The idea behind Tech Passport was to gather information about fintech startups so that when a bank wants to find a startup, they find the right one the first time.
The next step was to make sure the startup is ready to work with that bank.
“As soon as I got into the startup side and realized how difficult it was to work with banks, it became, how do we make it easier for the startups as well?” White said. “How do we help ensure that startups are in a good position, that they understand what is required of them to work with a business, so that they don’t waste time and effort and money, maybe in the wrong sector, and potentially kill really good products, just because of the long sales cycles.”
She created a think tank with executives at major banks who came up with a set of “business-ready questions” that Tech Passport gets startups to answer. Uptime, robustness, meeting service requirements, security, ESG, data protection, encryption, exit planning, auditing, SOC 2 certification, breach alerts and diversity are all on the list. TechPassport also allows banks to grant approvals to startups.

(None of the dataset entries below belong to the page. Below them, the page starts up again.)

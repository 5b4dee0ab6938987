//! Bootstrap catalog data.
//!
//! The catalog is read-only at runtime; these demo parts are inserted
//! once at startup.

use crate::error::InventoryError;
use crate::model::{Category, Dimensions, Manufacturer, MetadataValue, Part};
use crate::repository::PartRepository;
use chrono::Utc;
use std::collections::HashMap;
use uuid::Uuid;

/// Seed the store with the demo catalog.
///
/// # Errors
///
/// Propagates store failures.
pub async fn seed_parts(repo: &dyn PartRepository) -> Result<(), InventoryError> {
    let now = Utc::now();

    let parts = vec![
        Part {
            id: Uuid::new_v4(),
            name: "HyperDrive Engine Mk1".into(),
            description: "Primary hyperdrive for small spacecraft.".into(),
            price_cents: 12_500_050,
            stock_quantity: 10,
            category: Category::Engine,
            dimensions: Some(Dimensions {
                length_cm: 250.0,
                width_cm: 180.0,
                height_cm: 140.0,
                weight_kg: 3200.0,
            }),
            manufacturer: Some(Manufacturer {
                name: "Andromeda Drives Inc.".into(),
                country: "USA".into(),
                website: "https://andromeda-drives.example.com".into(),
            }),
            tags: vec!["engine".into(), "hyperdrive".into(), "mk1".into(), "small-ship".into()],
            metadata: HashMap::from([
                ("max_thrust_kn".into(), MetadataValue::Double(850.0)),
                ("warranty_years".into(), MetadataValue::Int(5)),
                ("military_grade".into(), MetadataValue::Bool(true)),
                ("fuel_type".into(), MetadataValue::Str("quantum-plasma".into())),
            ]),
            created_at: now,
            updated_at: now,
        },
        Part {
            id: Uuid::new_v4(),
            name: "Quantum Fuel Cell QF-200".into(),
            description: "Fuel cell for QF-series hyperdrives.".into(),
            price_cents: 780_000,
            stock_quantity: 120,
            category: Category::Fuel,
            dimensions: Some(Dimensions {
                length_cm: 80.0,
                width_cm: 40.0,
                height_cm: 35.0,
                weight_kg: 45.0,
            }),
            manufacturer: Some(Manufacturer {
                name: "Sirius Energy Systems".into(),
                country: "Germany".into(),
                website: "https://sirius-energy.example.com".into(),
            }),
            tags: vec!["fuel".into(), "quantum".into(), "cell".into(), "qf-series".into()],
            metadata: HashMap::from([
                ("capacity_kwh".into(), MetadataValue::Double(250.0)),
                (
                    "compatible_engine".into(),
                    MetadataValue::Str("HyperDrive Engine Mk1".into()),
                ),
                ("hazard_class".into(), MetadataValue::Int(3)),
            ]),
            created_at: now,
            updated_at: now,
        },
        Part {
            id: Uuid::new_v4(),
            name: "Panoramic Porthole PX-360".into(),
            description: "Panoramic porthole with a full 360 degree view.".into(),
            price_cents: 1_520_000,
            stock_quantity: 35,
            category: Category::Porthole,
            dimensions: Some(Dimensions {
                length_cm: 120.0,
                width_cm: 120.0,
                height_cm: 12.0,
                weight_kg: 65.0,
            }),
            manufacturer: Some(Manufacturer {
                name: "Orion Optics".into(),
                country: "Japan".into(),
                website: "https://orion-optics.example.com".into(),
            }),
            tags: vec!["porthole".into(), "glass".into(), "panoramic".into(), "px-360".into()],
            metadata: HashMap::from([
                ("glass_type".into(), MetadataValue::Str("triplex-titanium".into())),
                ("max_pressure_bar".into(), MetadataValue::Double(120.0)),
                ("radiation_protection".into(), MetadataValue::Bool(true)),
            ]),
            created_at: now,
            updated_at: now,
        },
    ];

    repo.create_batch(parts).await
}
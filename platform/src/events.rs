//! Wire events exchanged between the services.
//!
//! Payloads are bincode-encoded; the field order of each struct is the
//! wire schema and must not be reordered. UUIDs serialize as their raw
//! 16 bytes under bincode, and the same 16 bytes of the order id are the
//! record key on both topics, pinning every event of one order to one
//! partition.

use serde::{Deserialize, Serialize};
use thiserror::Error;
use uuid::Uuid;

/// Codec failures for wire events.
#[derive(Debug, Error)]
pub enum CodecError {
    /// The payload could not be encoded.
    #[error("encode event: {0}")]
    Encode(#[source] bincode::Error),
    /// The payload bytes do not match the schema.
    #[error("decode event: {0}")]
    Decode(#[source] bincode::Error),
}

/// Emitted by the order service after an order commits to `PAID`.
#[derive(Debug, Clone, PartialEq, Eq, Serialize, Deserialize)]
pub struct PaidOrderEvent {
    /// Unique id of this emission.
    pub event_id: Uuid,
    /// The paid order.
    pub order_id: Uuid,
    /// Owner of the order.
    pub user_id: Uuid,
    /// Method the order was paid with, as its wire name.
    pub payment_method: String,
    /// Transaction issued by the payment service.
    pub transaction_id: Uuid,
}

/// Emitted by the assembly worker once the build delay has elapsed.
#[derive(Debug, Clone, PartialEq, Eq, Serialize, Deserialize)]
pub struct AssembledShipEvent {
    /// Unique id of this emission.
    pub event_id: Uuid,
    /// The assembled order.
    pub order_id: Uuid,
    /// Owner of the order.
    pub user_id: Uuid,
    /// Wall-clock build time in whole seconds.
    pub build_duration_secs: u64,
}

impl PaidOrderEvent {
    /// Encode to the wire representation.
    ///
    /// # Errors
    ///
    /// Returns [`CodecError::Encode`] on serializer failure.
    pub fn encode(&self) -> Result<Vec<u8>, CodecError> {
        bincode::serialize(self).map_err(CodecError::Encode)
    }

    /// Decode from the wire representation.
    ///
    /// # Errors
    ///
    /// Returns [`CodecError::Decode`] if the bytes do not match the
    /// schema.
    pub fn decode(bytes: &[u8]) -> Result<Self, CodecError> {
        bincode::deserialize(bytes).map_err(CodecError::Decode)
    }
}

impl AssembledShipEvent {
    /// Encode to the wire representation.
    ///
    /// # Errors
    ///
    /// Returns [`CodecError::Encode`] on serializer failure.
    pub fn encode(&self) -> Result<Vec<u8>, CodecError> {
        bincode::serialize(self).map_err(CodecError::Encode)
    }

    /// Decode from the wire representation.
    ///
    /// # Errors
    ///
    /// Returns [`CodecError::Decode`] if the bytes do not match the
    /// schema.
    pub fn decode(bytes: &[u8]) -> Result<Self, CodecError> {
        bincode::deserialize(bytes).map_err(CodecError::Decode)
    }
}

#[cfg(test)]
mod tests {
    use super::*;

    #[test]
    fn paid_order_round_trips() {
        let event = PaidOrderEvent {
            event_id: Uuid::new_v4(),
            order_id: Uuid::new_v4(),
            user_id: Uuid::new_v4(),
            payment_method: "CARD".to_string(),
            transaction_id: Uuid::new_v4(),
        };

        let decoded = PaidOrderEvent::decode(&event.encode().unwrap()).unwrap();
        assert_eq!(decoded, event);
    }

    #[test]
    fn assembled_ship_round_trips() {
        let event = AssembledShipEvent {
            event_id: Uuid::new_v4(),
            order_id: Uuid::new_v4(),
            user_id: Uuid::new_v4(),
            build_duration_secs: 10,
        };

        let decoded = AssembledShipEvent::decode(&event.encode().unwrap()).unwrap();
        assert_eq!(decoded, event);
    }

    #[test]
    fn decode_rejects_garbage() {
        assert!(AssembledShipEvent::decode(&[0xff, 0x01]).is_err());
    }
}
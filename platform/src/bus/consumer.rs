//! Consumer-group session driver.

use super::{compose, BusError, DynHandler, Message, Middleware};
use chrono::DateTime;
use rdkafka::config::ClientConfig;
use rdkafka::consumer::{Consumer, StreamConsumer};
use rdkafka::message::{Headers, Message as KafkaMessage};
use std::collections::HashMap;
use std::sync::Arc;
use tokio::sync::broadcast;
use tracing::{error, info};

/// Settings for one consumer-group binding.
#[derive(Debug, Clone)]
pub struct ConsumerConfig {
    /// Comma-separated broker addresses.
    pub brokers: String,
    /// Consumer group id.
    pub group_id: String,
}

/// A consumer-group member bound to a set of topics.
///
/// Offsets are stored for commit only after the composed handler returns
/// `Ok`; a failed handler leaves the offset alone and processing moves to
/// the next message, so the failed one is redelivered after the session
/// is lost (at-least-once).
///
/// New groups start from the earliest offset and partitions are assigned
/// round-robin across members.
pub struct KafkaConsumer {
    consumer: StreamConsumer,
    topics: Vec<String>,
    middlewares: Vec<Arc<dyn Middleware>>,
}

impl KafkaConsumer {
    /// Create the group session and subscribe to `topics`.
    ///
    /// # Errors
    ///
    /// Returns [`BusError::ConnectionFailed`] if the client cannot be
    /// created or the subscription is rejected.
    pub fn new(
        config: &ConsumerConfig,
        topics: Vec<String>,
        middlewares: Vec<Arc<dyn Middleware>>,
    ) -> Result<Self, BusError> {
        let consumer: StreamConsumer = ClientConfig::new()
            .set("bootstrap.servers", &config.brokers)
            .set("group.id", &config.group_id)
            .set("auto.offset.reset", "earliest")
            .set("partition.assignment.strategy", "roundrobin")
            .set("enable.auto.commit", "true")
            .set("enable.auto.offset.store", "false")
            .set("enable.partition.eof", "false")
            .create()
            .map_err(|e| BusError::ConnectionFailed(format!("create consumer: {e}")))?;

        let topic_refs: Vec<&str> = topics.iter().map(String::as_str).collect();
        consumer
            .subscribe(&topic_refs)
            .map_err(|e| BusError::ConnectionFailed(format!("subscribe {topics:?}: {e}")))?;

        info!(
            group = %config.group_id,
            topics = ?topics,
            "consumer group subscribed"
        );

        Ok(Self {
            consumer,
            topics,
            middlewares,
        })
    }

    /// Drive the session until `shutdown` fires.
    ///
    /// The handler runs under the session's cancellation scope: a
    /// shutdown signal arriving mid-handler drops the in-flight future,
    /// so a handler suspended on I/O or a timer stops without storing
    /// its offset.
    ///
    /// # Errors
    ///
    /// Currently only transport setup failures are fatal; receive errors
    /// are logged and the session re-enters the group by itself.
    pub async fn run(
        &self,
        handler: DynHandler,
        mut shutdown: broadcast::Receiver<()>,
    ) -> Result<(), BusError> {
        let chain = compose(handler, &self.middlewares);
        info!(topics = ?self.topics, "consumer loop started");

        loop {
            tokio::select! {
                _ = shutdown.recv() => {
                    info!(topics = ?self.topics, "consumer loop stopping");
                    return Ok(());
                }
                received = self.consumer.recv() => {
                    match received {
                        Ok(record) => {
                            let msg = owned_message(&record);
                            let outcome = tokio::select! {
                                _ = shutdown.recv() => {
                                    info!(topics = ?self.topics, "consumer cancelled mid-message");
                                    return Ok(());
                                }
                                res = chain.handle(&msg) => res,
                            };
                            match outcome {
                                Ok(()) => {
                                    if let Err(e) = self.consumer.store_offset_from_message(&record) {
                                        error!(
                                            topic = %msg.topic,
                                            partition = msg.partition,
                                            offset = msg.offset,
                                            error = %e,
                                            "failed to store offset"
                                        );
                                    }
                                }
                                Err(e) => {
                                    // Offset left unstored: redelivered on rebalance.
                                    error!(
                                        topic = %msg.topic,
                                        partition = msg.partition,
                                        offset = msg.offset,
                                        error = %e,
                                        "message handler error"
                                    );
                                }
                            }
                        }
                        Err(e) => {
                            error!(topics = ?self.topics, error = %e, "kafka receive error");
                        }
                    }
                }
            }
        }
    }
}

fn owned_message(record: &rdkafka::message::BorrowedMessage<'_>) -> Message {
    let mut headers = HashMap::new();
    if let Some(raw) = record.headers() {
        for header in raw.iter() {
            if let Some(value) = header.value {
                headers.insert(header.key.to_string(), value.to_vec());
            }
        }
    }

    Message {
        key: record.key().map(<[u8]>::to_vec).unwrap_or_default(),
        value: record.payload().map(<[u8]>::to_vec).unwrap_or_default(),
        topic: record.topic().to_string(),
        partition: record.partition(),
        offset: record.offset(),
        timestamp: record
            .timestamp()
            .to_millis()
            .and_then(DateTime::from_timestamp_millis),
        headers,
    }
}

True Digital was founded by Patrick Sells, former chief innovation officer at Quontic Bank and American Banker’s 2020 Digital Banker of the Year. Banks and credit unions subscribe for a fee to the database with information about fintechs. If a user wants to buy, say, new account opening software, they can look up that product category, see what vendors offer it, and see what experiences other banks on the platform have had with it. They can also search for suppliers according to objectives, such as increasing deposits, increasing non-interest income or improving efficiency ratios. There are references not provided by the vendor for each fintech.
“There’s someone you can call and say, was it easy or was it taped together?” Sells said. “It is a known reference, only financial institutions can access the site, so no fintech or provider can, and we are never paid by a provider or fintech. We are only paid by the financial institutions and we never resell the data.”
The platform also sends out alerts when suppliers miss a service level agreement requirement, experience unexpected downtime or suffer a data breach.
“Any time you can get more visibility, it’s certainly helpful,” Williams said of the concept. “To the extent that you’re able to get a sense of what’s actually been in the market versus some kind of idea, I think that’s helpful.”
Better information about fintech partners can help banks balance customer service and risk management, Williams said.
“Often it’s just to get a little extra information,” he said.
Williams also wonders with services like these whether they collect all the information a bank likes his needs, and whether bankers will be willing to share all that information or withhold what they love or dislike about providers.
“If it’s, hey, what’s your experience with this vendor? I think there’s going to be a pretty high willingness to share that,” he said. “If it helps us get 80% of what we need, and then we only need 20% more, that’s great.”
The Alloy Labs Alliancewhich is managed by Jason Henrichs, also helps banks find the right fintechs to work with and provides guidelines for these partnerships.
“I think overall, all the same, it’s been really good,” Williams said. “We’ve definitely been interested in some of the things they’re doing. We’ve certainly met people through Alloy who have solutions to things we’re looking for.”
Next week, the True Digital team will take an RV trip where they will visit community banks in preparation for the official launch of the True Digital platform in April. Sells and his team will host talks on innovation, culture and digital transformation in Atlanta, Nashville, Little Rock, Dallas, Fort Worth, Houston, San Antonio and Austin, True Digital’s headquarters.